[C++][CI] Enable continuous fuzzing

[asfimport]

Since fuzzing kinda only works if done as a continuous background job, we should find a way of doing so. This likely requires another service than Travis. Basic requirements are:

• master builds should be submitted for fuzzing
• project members should be informed about new crashes (ideally not via public issue due to potential security impact)

Reporter: Marco Neumann / @crepererum
Assignee: Yevgeny Pats / @yevgenypats

Related issues:

• [C++] Fuzzer builds fail out of the box on Ubuntu 16.04 using LLVM apt repos (is blocked by)

PRs and other links:

• GitHub Pull Request #4504

_{Note: This issue was originally created as ARROW-5525. Please see the migration documentation for further details.}

[asfimport]

Wes McKinney / @wesm:
Issue resolved by pull request 4504
#4504

[asfimport]

Antoine Pitrou / @pitrou:
@yevgenypats Can you explain how one can view the fuzzing jobs? I submitted a build from my local machine but don't know where to view it (I'm using the hardcoded API key):

2019/09/17 14:20:01 Creating job...
2019/09/17 14:20:02 Uploading fuzzer...
2019/09/17 14:20:39 Starting job
2019/09/17 14:20:39 Job aQbIQe0y2n4LX0iKYjnd started succesfully
2019/09/17 14:20:39 Job created successfully

[asfimport]

Marco Neumann / @crepererum:
There's https://fuzzit.dev/ where you can login via GitHub, but I think your account must be linked to the apache/arrow organization (on Fuzzit, not on GitHub). That (to my understanding) must be done by the Fuzzit support team ( @yevgenypats ?).

[asfimport]

Yevgeny Pats / @yevgenypats:
@pitrou  I've added you as admin to apache arrow organisation https://app.fuzzit.dev/orgs/yMxZh42xl9qy6bvg3EiJ/dashboard.

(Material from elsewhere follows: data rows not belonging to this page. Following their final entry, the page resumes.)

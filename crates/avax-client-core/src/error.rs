use std::time::Duration;

/// Failure of a single `namespace.method` call.
///
/// Exactly one of these is produced when a call does not yield a decoded
/// result. None of them are retried by the requester.
#[derive(Debug, thiserror::Error)]
pub enum RpcError {
    #[error("failed to encode request params: {0}")]
    Encoding(#[source] serde_json::Error),

    #[error("HTTP transport failure: {0}")]
    Transport(#[source] reqwest::Error),

    #[error("request timed out after {0:?}")]
    Timeout(Duration),

    #[error("server returned error {code}: {message}")]
    Remote { code: i64, message: String },

    #[error("failed to decode response result: {0}")]
    Decoding(#[source] serde_json::Error),

    #[error("invalid JSON-RPC response: {0}")]
    InvalidResponse(String),

    #[error("unexpected HTTP status {status}: {body}")]
    HttpStatus { status: u16, body: String },
}

#[derive(Debug, thiserror::Error)]
pub enum CoreError {
    #[error("RPC communication failure: {0}")]
    Rpc(#[from] RpcError),

    #[error("invalid client configuration: {0}")]
    InvalidConfig(String),

    #[error("invalid response data: {0}")]
    InvalidData(String),
}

[~marco.neumann.by] you are admin in the organisation.

 

As far as I remember the fuzzing was a bit stalled as the arrow-ipc-fuzzing target was crashing constantly and it wasn't fix so it doesn't really accumulate any interesting corpus.

Also a lot was changed since we first integrated apache-arrow so if fuzzing is a again a priority I would love to help - transfer apache/arrow to new organisation (the old one was deprecated.) and update the Fuzzit CLI to latest version.

 

Also @pitrou  you can join our slack at https://slack.fuzzit.dev and DM so I can help you set it up.

[asfimport]

Marco Neumann / @crepererum:

[~marco.neumann.by] you are admin in the organisation.
Didn't know that. @pitrou which mail address do you use for GitHub so I can add you to the Org?

 

As far as I remember the fuzzing was a bit stalled as the arrow-ipc-fuzzing target was crashing constantly and it wasn't fix so it doesn't really accumulate any interesting corpus.
I have tried to fix all known bugs and fixed the CI, so since some weeks it runs more or less smoothly again. One thing that we might change is to add some known arrow files to the seed corpus so we don't solely rely on the fuzzer to find valid files during the exploration.
Also a lot was changed since we first integrated apache-arrow so if fuzzing is a again a priority I would love to help - transfer apache/arrow to new organisation (the old one was deprecated.) and update the Fuzzit CLI to latest version.
That would help a lot I think.

[asfimport]

Antoine Pitrou / @pitrou:
[~marco.neumann.by] I think it's pitrou@free.fr

[asfimport]

Yevgeny Pats / @yevgenypats:
[~marco.neumann.by] ok, cool. I'll open a PR with an update. and I'll transfer you organisation to a new one.